#### Material shown
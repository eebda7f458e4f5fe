//! Registry tables and the lookups every public operation builds on. All of
//! it runs with the registry mutex held.

use eyre::Result;
use hashbrown::HashMap;
use tracing::debug;

use super::handle::{HandleKind, Hid, PropertyList};
use crate::error::H5Error;
use crate::file::{FileAccessProps, PhysicalFile};
use crate::storage::FileIdentity;

pub(crate) type PhysId = u64;

#[derive(Debug)]
pub(crate) enum HandleBody {
    File { access: FileAccessProps },
    Object { path: String },
    Attribute { object: String, name: String },
    PropertyList(PropertyList),
}

#[derive(Debug)]
pub(crate) struct HandleEntry {
    pub kind: HandleKind,
    pub refs: u32,
    pub phys: Option<PhysId>,
    /// Write intent inherited from the logical open the handle came from.
    pub writable: bool,
    /// File handle the object was opened through, possibly closed since.
    pub origin: Option<Hid>,
    pub body: HandleBody,
}

impl HandleEntry {
    pub fn path(&self) -> Option<&str> {
        match &self.body {
            HandleBody::Object { path } => Some(path),
            HandleBody::File { .. } => Some(crate::file::ROOT),
            _ => None,
        }
    }
}

/// Where a new object is created or looked up.
#[derive(Debug, Clone)]
pub(crate) struct Location {
    pub phys: PhysId,
    pub path: String,
    pub writable: bool,
    pub origin: Hid,
}

#[derive(Debug, Default)]
pub(crate) struct State {
    next_hid: u64,
    next_phys: PhysId,
    pub handles: HashMap<Hid, HandleEntry>,
    pub files: HashMap<PhysId, PhysicalFile>,
    pub by_identity: HashMap<FileIdentity, PhysId>,
}

impl State {
    pub fn mint(&mut self, entry: HandleEntry) -> Hid {
        self.next_hid += 1;
        let hid = Hid(self.next_hid);
        self.handles.insert(hid, entry);
        hid
    }

    pub fn register_file(&mut self, file: PhysicalFile) -> PhysId {
        self.next_phys += 1;
        let phys = self.next_phys;
        self.by_identity.insert(file.identity().clone(), phys);
        self.files.insert(phys, file);
        phys
    }

    pub fn mint_file_handle(&mut self, phys: PhysId, writable: bool, access: FileAccessProps) -> Hid {
        self.mint(HandleEntry {
            kind: HandleKind::File,
            refs: 1,
            phys: Some(phys),
            writable,
            origin: None,
            body: HandleBody::File { access },
        })
    }

    pub fn entry(&self, hid: Hid) -> Result<&HandleEntry> {
        self.handles
            .get(&hid)
            .ok_or_else(|| H5Error::InvalidHandle(hid).into())
    }

    pub fn entry_mut(&mut self, hid: Hid) -> Result<&mut HandleEntry> {
        self.handles
            .get_mut(&hid)
            .ok_or_else(|| H5Error::InvalidHandle(hid).into())
    }

    pub fn expect_kind(&self, hid: Hid, expected: HandleKind) -> Result<&HandleEntry> {
        let entry = self.entry(hid)?;
        if entry.kind != expected {
            return Err(H5Error::WrongHandleKind {
                hid,
                expected,
                actual: entry.kind,
            }
            .into());
        }
        Ok(entry)
    }

    pub fn phys_of(&self, hid: Hid) -> Result<PhysId> {
        self.entry(hid)?
            .phys
            .ok_or_else(|| H5Error::NotAssociatedWithFile(hid).into())
    }

    pub fn file(&self, phys: PhysId) -> Result<&PhysicalFile> {
        debug_assert!(self.files.contains_key(&phys), "handle refers to a released file");
        self.files
            .get(&phys)
            .ok_or_else(|| H5Error::Corrupt(format!("physical file {} is not registered", phys)).into())
    }

    pub fn file_mut(&mut self, phys: PhysId) -> Result<&mut PhysicalFile> {
        debug_assert!(self.files.contains_key(&phys), "handle refers to a released file");
        self.files
            .get_mut(&phys)
            .ok_or_else(|| H5Error::Corrupt(format!("physical file {} is not registered", phys)).into())
    }

    pub fn file_of(&self, hid: Hid) -> Result<&PhysicalFile> {
        self.file(self.phys_of(hid)?)
    }

    pub fn file_of_mut(&mut self, hid: Hid) -> Result<&mut PhysicalFile> {
        let phys = self.phys_of(hid)?;
        self.file_mut(phys)
    }

    /// Resolves a file or group handle to a location for path lookups.
    pub fn location(&self, hid: Hid) -> Result<Location> {
        let entry = self.entry(hid)?;
        let origin = match entry.kind {
            HandleKind::File => hid,
            HandleKind::Group => entry.origin.unwrap_or(hid),
            actual => {
                return Err(H5Error::WrongHandleKind {
                    hid,
                    expected: HandleKind::Group,
                    actual,
                }
                .into())
            }
        };
        let phys = self.phys_of(hid)?;
        let path = entry.path().unwrap_or(crate::file::ROOT).to_string();
        Ok(Location {
            phys,
            path,
            writable: entry.writable,
            origin,
        })
    }

    /// Resolves any handle that can carry attributes to its object path.
    pub fn attribute_target(&self, hid: Hid) -> Result<Location> {
        let entry = self.entry(hid)?;
        let (path, origin) = match (&entry.body, entry.kind) {
            (HandleBody::File { .. }, _) => (crate::file::ROOT.to_string(), hid),
            (HandleBody::Object { path }, _) => (path.clone(), entry.origin.unwrap_or(hid)),
            (_, actual) => {
                return Err(H5Error::WrongHandleKind {
                    hid,
                    expected: HandleKind::Group,
                    actual,
                }
                .into())
            }
        };
        Ok(Location {
            phys: self.phys_of(hid)?,
            path,
            writable: entry.writable,
            origin,
        })
    }

    pub fn ensure_writable(&self, loc: &Location) -> Result<()> {
        if !loc.writable {
            let path = self.file(loc.phys)?.path().display().to_string();
            return Err(H5Error::ReadOnly(path).into());
        }
        Ok(())
    }

    /// Live file handles on `phys`.
    pub fn logical_opens(&self, phys: PhysId) -> usize {
        self.handles
            .values()
            .filter(|h| h.kind == HandleKind::File && h.phys == Some(phys))
            .count()
    }

    /// Live non-file handles on `phys`, in identifier order.
    pub fn open_objects(&self, phys: PhysId) -> Vec<Hid> {
        let mut out: Vec<Hid> = self
            .handles
            .iter()
            .filter(|(_, h)| h.kind != HandleKind::File && h.phys == Some(phys))
            .map(|(&hid, _)| hid)
            .collect();
        out.sort_unstable();
        out
    }

    pub fn is_referenced(&self, phys: PhysId) -> bool {
        self.handles.values().any(|h| h.phys == Some(phys))
    }

    /// Removes the physical file from the tables and performs its final
    /// flush. No handle may still refer to it.
    pub fn teardown(&mut self, phys: PhysId) -> Result<()> {
        debug_assert!(!self.is_referenced(phys));
        let Some(mut file) = self.files.remove(&phys) else {
            return Ok(());
        };
        self.by_identity.remove(file.identity());
        debug!(path = %file.path().display(), "releasing physical file");
        file.close()
    }
}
########
What is expected
All lines of the records containing "ROOT" should be shown.

Result of the task
            HandleBody::File { .. } => Some(crate::file::ROOT),
        let path = entry.path().unwrap_or(crate::file::ROOT).to_string();
            (HandleBody::File { .. }, _) => (crate::file::ROOT.to_string(), hid),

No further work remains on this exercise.